I hope this debate and the passionate interest of colleagues from the across the House bring some encouragement to those suffering from this condition that they are not forgotten. Louise McAllan from Riverside got in touch with me last June. She tells me that ME led her to medically retire in her early 30s, that she has been too sick to leave her bed for months at a time, that she is unable to tolerate light or sound, that she cannot meet her friends and that she suffers intolerable pain. She was told by a neurologist in a major hospital that there was no such thing as ME, and she was told when she got a diagnosis that at least she did not have anything serious.

Catherine Schmitz from Stirling got in touch last May to tell me her story. For her, it is a dreadful illness that has left her signed off work for 22 years. She has balance and vision problems and sensitivity to light and noise. To get a diagnosis, she was passed around hospital departments that could look only at their own specialist areas.
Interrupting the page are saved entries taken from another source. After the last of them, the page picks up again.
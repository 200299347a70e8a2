//! Trigger source attached to every run and build.

use serde::{Deserialize, Serialize};

/// What started a run or build.
#[derive(Debug, Clone, Copy, PartialEq, Eq, Serialize, Deserialize)]
#[serde(rename_all = "lowercase")]
pub enum TriggerKind {
    Manual,
    Cron,
    Webhook,
}

impl TriggerKind {
    pub fn as_str(&self) -> &'static str {
        match self {
            TriggerKind::Manual => "manual",
            TriggerKind::Cron => "cron",
            TriggerKind::Webhook => "webhook",
        }
    }
}

impl std::fmt::Display for TriggerKind {
    fn fmt(&self, f: &mut std::fmt::Formatter<'_>) -> std::fmt::Result {
        f.write_str(self.as_str())
    }
}

/// Trigger type plus a free-form reference (`cron:<schedule>@<time>`, a git ref, a user).
#[derive(Debug, Clone, PartialEq, Eq, Serialize, Deserialize)]
pub struct TriggerInfo {
    #[serde(rename = "type")]
    pub kind: TriggerKind,
    #[serde(default)]
    pub reference: String,
}

impl TriggerInfo {
    pub fn manual(reference: impl Into<String>) -> Self {
        Self {
            kind: TriggerKind::Manual,
            reference: reference.into(),
        }
    }

    pub fn cron(schedule: &str, fired_at: chrono::DateTime<chrono::Utc>) -> Self {
        Self {
            kind: TriggerKind::Cron,
            reference: format!("cron:{}@{}", schedule, fired_at.to_rfc3339()),
        }
    }

    pub fn webhook(reference: impl Into<String>) -> Self {
        Self {
            kind: TriggerKind::Webhook,
            reference: reference.into(),
        }
    }
}
//! Pipeline definition parser.
//!
//! Turns an `opsdeck/v1` `Pipeline` YAML document into a validated
//! [`Pipeline`]. Validation stops at the first problem found, and nothing is
//! minted (ids, tokens) until the whole document is accepted.

use std::collections::{BTreeMap, HashSet};
use std::sync::LazyLock;

use chrono::Utc;
use rand::RngCore;
use regex::Regex;
use serde::Deserialize;

use crate::error::{CicdError, Result};
use crate::models::pipeline::{
    ArtifactSpec, EnvVar, JobSpec, Pipeline, PipelineSpec, PipelineStatus, PipelineTrigger,
    ResourceQuantities, ResourceSpec, SecretMount, DEFAULT_JOB_TIMEOUT_SECS,
    MAX_JOB_TIMEOUT_SECS,
};

pub const API_VERSION: &str = "opsdeck/v1";
pub const KIND: &str = "Pipeline";

static NAME_REGEX: LazyLock<Regex> = LazyLock::new(|| {
    Regex::new(r"^[A-Za-z0-9_-]{1,63}$").unwrap_or_else(|e| panic!("name pattern: {e}"))
});

static QUANTITY_REGEX: LazyLock<Regex> = LazyLock::new(|| {
    Regex::new(r"^[0-9]+(\.[0-9]+)?(m|k|Ki|M|Mi|G|Gi|T|Ti|P|Pi|E|Ei)?$")
        .unwrap_or_else(|e| panic!("quantity pattern: {e}"))
});

// ── Raw document shape ──

#[derive(Debug, Deserialize)]
#[serde(rename_all = "camelCase")]
struct RawDocument {
    #[serde(default)]
    api_version: String,
    #[serde(default)]
    kind: String,
    #[serde(default)]
    metadata: RawMetadata,
    #[serde(default)]
    spec: RawSpec,
}

#[derive(Debug, Default, Deserialize)]
struct RawMetadata {
    #[serde(default)]
    name: String,
    #[serde(default)]
    description: Option<String>,
    #[serde(default)]
    labels: BTreeMap<String, String>,
}

#[derive(Debug, Default, Deserialize)]
struct RawSpec {
    #[serde(default)]
    variables: BTreeMap<String, String>,
    #[serde(default)]
    triggers: Vec<RawTrigger>,
    #[serde(default)]
    jobs: Vec<RawJob>,
    #[serde(default)]
    artifacts: Vec<ArtifactSpec>,
}

#[derive(Debug, Deserialize)]
struct RawTrigger {
    #[serde(rename = "type", default)]
    kind: String,
    #[serde(default)]
    schedule: Option<String>,
    #[serde(default)]
    secret: Option<String>,
    #[serde(default)]
    enabled: Option<bool>,
}

#[derive(Debug, Deserialize)]
#[serde(rename_all = "camelCase")]
struct RawJob {
    #[serde(default)]
    name: String,
    #[serde(default)]
    image: String,
    #[serde(default)]
    workdir: Option<String>,
    #[serde(default)]
    script: String,
    #[serde(default)]
    env: Vec<EnvVar>,
    #[serde(default)]
    secrets: Vec<SecretMount>,
    #[serde(default)]
    resources: ResourceSpec,
    #[serde(default)]
    timeout: Option<RawTimeout>,
    #[serde(default)]
    privileged: bool,
    #[serde(default)]
    depends_on: Vec<String>,
    #[serde(default)]
    skip_if: Option<String>,
}

/// `timeout: 300` or `timeout: "5m"`.
#[derive(Debug, Deserialize)]
#[serde(untagged)]
enum RawTimeout {
    Seconds(u64),
    Text(String),
}

impl RawTimeout {
    fn to_secs(&self, job: &str) -> Result<u64> {
        let secs = match self {
            RawTimeout::Seconds(s) => *s,
            RawTimeout::Text(t) => parse_duration_secs(t).ok_or_else(|| {
                CicdError::Definition(format!("job '{job}': invalid timeout '{t}'"))
            })?,
        };
        if secs == 0 {
            return Err(CicdError::Definition(format!(
                "job '{job}': timeout must be positive"
            )));
        }
        if secs > MAX_JOB_TIMEOUT_SECS {
            return Err(CicdError::Definition(format!(
                "job '{job}': timeout {secs}s exceeds the {MAX_JOB_TIMEOUT_SECS}s maximum"
            )));
        }
        Ok(secs)
    }
}

/// `90`, `90s`, `15m`, `2h`.
fn parse_duration_secs(text: &str) -> Option<u64> {
    let text = text.trim();
    let (digits, unit) = match text.find(|c: char| !c.is_ascii_digit()) {
        Some(i) => text.split_at(i),
        None => (text, "s"),
    };
    let n: u64 = digits.parse().ok()?;
    let mult = match unit {
        "s" => 1,
        "m" => 60,
        "h" => 3600,
        _ => return None,
    };
    n.checked_mul(mult)
}

/// Parses pipeline documents and mints webhook callback URLs.
#[derive(Debug, Clone)]
pub struct PipelineParser {
    public_url: String,
}

impl PipelineParser {
    pub fn new(public_url: impl Into<String>) -> Self {
        Self {
            public_url: public_url.into().trim_end_matches('/').to_string(),
        }
    }

    /// Validate `source` and build a new [`Pipeline`] with a fresh id.
    pub fn parse(&self, source: &str) -> Result<Pipeline> {
        let (name, description, labels, spec) = validate(source)?;

        let id = uuid::Uuid::new_v4().to_string();
        let mut status = PipelineStatus::default();
        if spec
            .triggers
            .iter()
            .any(|t| matches!(t, PipelineTrigger::Webhook { .. }))
        {
            let token = generate_token();
            status.webhook_url = Some(self.webhook_url(&id, &token));
            status.webhook_token = Some(token);
        }

        let now = Utc::now();
        Ok(Pipeline {
            id,
            name,
            description,
            labels,
            spec,
            status,
            source: source.to_string(),
            created_at: now,
            updated_at: now,
        })
    }

    /// Re-parse an edited document for an existing pipeline. Id, counters and
    /// an existing webhook token are kept.
    pub fn reparse(&self, existing: &Pipeline, source: &str) -> Result<Pipeline> {
        let (name, description, labels, spec) = validate(source)?;

        let mut status = existing.status.clone();
        let wants_webhook = spec
            .triggers
            .iter()
            .any(|t| matches!(t, PipelineTrigger::Webhook { .. }));
        if wants_webhook {
            let token = status.webhook_token.clone().unwrap_or_else(generate_token);
            status.webhook_url = Some(self.webhook_url(&existing.id, &token));
            status.webhook_token = Some(token);
        } else {
            status.webhook_token = None;
            status.webhook_url = None;
        }

        Ok(Pipeline {
            id: existing.id.clone(),
            name,
            description,
            labels,
            spec,
            status,
            source: source.to_string(),
            created_at: existing.created_at,
            updated_at: Utc::now(),
        })
    }

    pub fn webhook_url(&self, pipeline_id: &str, token: &str) -> String {
        format!("{}/cicd/webhooks/{}/{}", self.public_url, pipeline_id, token)
    }
}

type Validated = (String, Option<String>, BTreeMap<String, String>, PipelineSpec);

fn validate(source: &str) -> Result<Validated> {
    let doc: RawDocument = serde_yaml::from_str(source)
        .map_err(|e| CicdError::Definition(format!("invalid pipeline document: {e}")))?;

    if doc.api_version != API_VERSION {
        return Err(CicdError::Definition(format!(
            "apiVersion must be '{API_VERSION}', got '{}'",
            doc.api_version
        )));
    }
    if doc.kind != KIND {
        return Err(CicdError::Definition(format!(
            "kind must be '{KIND}', got '{}'",
            doc.kind
        )));
    }
    check_name("pipeline name", &doc.metadata.name)?;

    if doc.spec.jobs.is_empty() {
        return Err(CicdError::Definition(
            "pipeline must declare at least one job".to_string(),
        ));
    }

    let mut seen = HashSet::new();
    let mut jobs = Vec::with_capacity(doc.spec.jobs.len());
    for raw in &doc.spec.jobs {
        check_name("job name", &raw.name)?;
        if !seen.insert(raw.name.as_str()) {
            return Err(CicdError::Definition(format!(
                "duplicate job name '{}'",
                raw.name
            )));
        }
        if raw.image.trim().is_empty() {
            return Err(CicdError::Definition(format!(
                "job '{}': image is required",
                raw.name
            )));
        }
        if raw.script.trim().is_empty() {
            return Err(CicdError::Definition(format!(
                "job '{}': script is required",
                raw.name
            )));
        }
        check_resources(&raw.name, &raw.resources)?;
        for secret in &raw.secrets {
            if secret.name.is_empty() || secret.mount_path.is_empty() {
                return Err(CicdError::Definition(format!(
                    "job '{}': secrets need name and mountPath",
                    raw.name
                )));
            }
        }

        let timeout_secs = match &raw.timeout {
            Some(t) => t.to_secs(&raw.name)?,
            None => DEFAULT_JOB_TIMEOUT_SECS,
        };

        jobs.push(JobSpec {
            name: raw.name.clone(),
            image: raw.image.clone(),
            script: raw.script.clone(),
            workdir: raw.workdir.clone().filter(|w| !w.is_empty()),
            timeout_secs,
            privileged: raw.privileged,
            resources: raw.resources.clone(),
            env: raw.env.clone(),
            secrets: raw.secrets.clone(),
            depends_on: raw.depends_on.clone(),
            skip_if: raw.skip_if.clone().filter(|s| !s.is_empty()),
        });
    }

    // References may point anywhere in the document; ordering is the
    // executor's concern.
    for job in &jobs {
        for dep in &job.depends_on {
            if !seen.contains(dep.as_str()) {
                return Err(CicdError::Definition(format!(
                    "job '{}' depends on unknown job '{}'",
                    job.name, dep
                )));
            }
        }
    }

    let mut triggers = Vec::with_capacity(doc.spec.triggers.len());
    for raw in &doc.spec.triggers {
        let enabled = raw.enabled.unwrap_or(true);
        match raw.kind.as_str() {
            "webhook" => triggers.push(PipelineTrigger::Webhook {
                enabled,
                secret: raw.secret.clone().filter(|s| !s.is_empty()),
            }),
            "cron" => {
                let schedule = raw.schedule.as_deref().map(str::trim).unwrap_or_default();
                if schedule.is_empty() {
                    return Err(CicdError::Definition(
                        "cron trigger requires a schedule".to_string(),
                    ));
                }
                triggers.push(PipelineTrigger::Cron {
                    schedule: schedule.to_string(),
                    enabled,
                });
            }
            other => {
                return Err(CicdError::Definition(format!(
                    "unsupported trigger type '{other}'"
                )));
            }
        }
    }

    for artifact in &doc.spec.artifacts {
        if let Some(job) = &artifact.job {
            if !seen.contains(job.as_str()) {
                return Err(CicdError::Definition(format!(
                    "artifact '{}' references unknown job '{}'",
                    artifact.name, job
                )));
            }
        }
    }

    let spec = PipelineSpec {
        variables: doc.spec.variables,
        jobs,
        artifacts: doc.spec.artifacts,
        triggers,
    };
    Ok((
        doc.metadata.name,
        doc.metadata.description,
        doc.metadata.labels,
        spec,
    ))
}

fn check_name(what: &str, name: &str) -> Result<()> {
    if NAME_REGEX.is_match(name) {
        Ok(())
    } else {
        Err(CicdError::Definition(format!(
            "{what} '{name}' must be 1-63 characters of [A-Za-z0-9_-]"
        )))
    }
}

fn check_resources(job: &str, resources: &ResourceSpec) -> Result<()> {
    let check = |q: &ResourceQuantities| -> Result<()> {
        for value in [&q.cpu, &q.memory].into_iter().flatten() {
            if !QUANTITY_REGEX.is_match(value) {
                return Err(CicdError::Definition(format!(
                    "job '{job}': invalid resource quantity '{value}'"
                )));
            }
        }
        Ok(())
    };
    check(&resources.limits)?;
    check(&resources.requests)
}

/// 32 random bytes, hex encoded.
pub fn generate_token() -> String {
    let mut bytes = [0u8; 32];
    rand::rng().fill_bytes(&mut bytes);
    hex::encode(bytes)
}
Cathy Dickson from Torbrex got in touch in November 2017. Her case and the dangerous advice that she was given saw her become more ill because of doctors who had no knowledge of ME. She continues to fight for the support that she needs and deserves.

Pam Sullivan from Bridge of Allan also suffers from ME, which has left her with crippling fatigue, exhaustion, viral symptoms, muscle pain, and impaired cognitive function. Without her loving family, she would have no support at all.

I know the Minister is both compassionate and dedicated, so I hope that he will respond to the demands that we are hearing today in this debate. Treatments that harm patients should be discontinued with immediate effect. Does he appreciate the fact that ME patients cannot wait for NICE guidelines to be reviewed? I very much hope that he will agree that it is simply not acceptable that seriously ill people should be left feeling that, somehow, they are to blame for not getting better, and that if only they had a better attitude and a different mindset, they would recover.

What more will be done to provide updated professional training for GPs and other healthcare professionals properly to recognise the symptoms of ME? What more can the Department for Work and Pensions do to see that ME patients are treated fairly and that the process to which they are subject does not worsen their illness—especially in respect of how assessments are conducted? Will the Minister please reassure the House that substantially more resources will be dedicated to biomedical research so that we can understand ME and begin to reach for solutions? Minister, people need help.